//! TLV blocks in NFC Forum Type 2 tag memory.
//!
//! The data area of a Type 2 tag holds a sequence of TLVs; the NDEF
//! message lives in a `0x03` TLV and the sequence ends with `0xFE`.

use nfctap_core::{Error, Result};

const TLV_NULL: u8 = 0x00;
const TLV_NDEF: u8 = 0x03;
const TLV_TERMINATOR: u8 = 0xFE;
const THREE_BYTE_LENGTH: u8 = 0xFF;

/// Wrap an NDEF message in an NDEF TLV followed by a terminator.
///
/// # Errors
///
/// Returns `Error::EncodingFailed` if the message exceeds 65534 bytes.
pub fn wrap_tlv(message: &[u8]) -> Result<Vec<u8>> {
    let len = message.len();
    let mut out = Vec::with_capacity(len + 5);
    out.push(TLV_NDEF);
    if len < THREE_BYTE_LENGTH as usize {
        out.push(len as u8);
    } else {
        let len = u16::try_from(len)
            .ok()
            .filter(|l| *l != u16::MAX)
            .ok_or_else(|| Error::encoding_failed(format!("message of {len} bytes too large")))?;
        out.push(THREE_BYTE_LENGTH);
        out.extend_from_slice(&len.to_be_bytes());
    }
    out.extend_from_slice(message);
    out.push(TLV_TERMINATOR);
    Ok(out)
}

/// Outcome of scanning a TLV area that may only be partly read.
#[derive(Debug, Clone, PartialEq, Eq)]
pub enum TlvScan {
    /// Value of the first NDEF TLV.
    Found(Vec<u8>),
    /// A terminator TLV closed the area before any NDEF TLV.
    Terminated,
    /// The data ended between two TLVs.
    Exhausted,
    /// The data ended inside the TLV with this tag.
    Truncated { tag: u8 },
}

impl TlvScan {
    /// True when reading more memory could change the outcome.
    pub fn needs_more(&self) -> bool {
        matches!(self, Self::Exhausted | Self::Truncated { .. })
    }
}

/// Scan `memory` for the NDEF TLV.
///
/// NULL TLVs are padding and never end the scan, only the terminator does.
/// Works on a prefix of tag memory, so a reader can call it after every
/// chunk and stop once [`TlvScan::needs_more`] turns false.
pub fn scan_tlv(memory: &[u8]) -> TlvScan {
    let mut pos = 0;
    while let Some(&tag) = memory.get(pos) {
        pos += 1;
        match tag {
            TLV_NULL => continue,
            TLV_TERMINATOR => return TlvScan::Terminated,
            _ => {}
        }

        let (len, header) = match memory.get(pos) {
            Some(&THREE_BYTE_LENGTH) => match memory.get(pos + 1..pos + 3) {
                Some(&[hi, lo]) => (usize::from(u16::from_be_bytes([hi, lo])), 3),
                _ => return TlvScan::Truncated { tag },
            },
            Some(&len) => (usize::from(len), 1),
            None => return TlvScan::Truncated { tag },
        };
        pos += header;

        let Some(value) = memory.get(pos..pos + len) else {
            return TlvScan::Truncated { tag };
        };
        if tag == TLV_NDEF {
            return TlvScan::Found(value.to_vec());
        }
        pos += len;
    }
    TlvScan::Exhausted
}

/// Locate the NDEF message inside complete tag memory.
///
/// Returns `Ok(None)` when the memory ends (terminator or end of data)
/// without an NDEF TLV.
///
/// # Errors
///
/// Returns `Error::MalformedPayload` when a TLV length runs past the data.
pub fn unwrap_tlv(memory: &[u8]) -> Result<Option<Vec<u8>>> {
    match scan_tlv(memory) {
        TlvScan::Found(message) => Ok(Some(message)),
        TlvScan::Terminated | TlvScan::Exhausted => Ok(None),
        TlvScan::Truncated { tag } => Err(Error::malformed_payload(format!(
            "TLV {tag:#04x} overruns memory"
        ))),
    }
}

▸ PROBLEM DESCRIPTION
Wherever the word "Returns" appears in the entries above, copy that whole line.

▸ EXERCISE ANSWER
/// Returns `Error::EncodingFailed` if the message exceeds 65534 bytes.
/// Returns `Ok(None)` when the memory ends (terminator or end of data)
/// Returns `Error::MalformedPayload` when a TLV length runs past the data.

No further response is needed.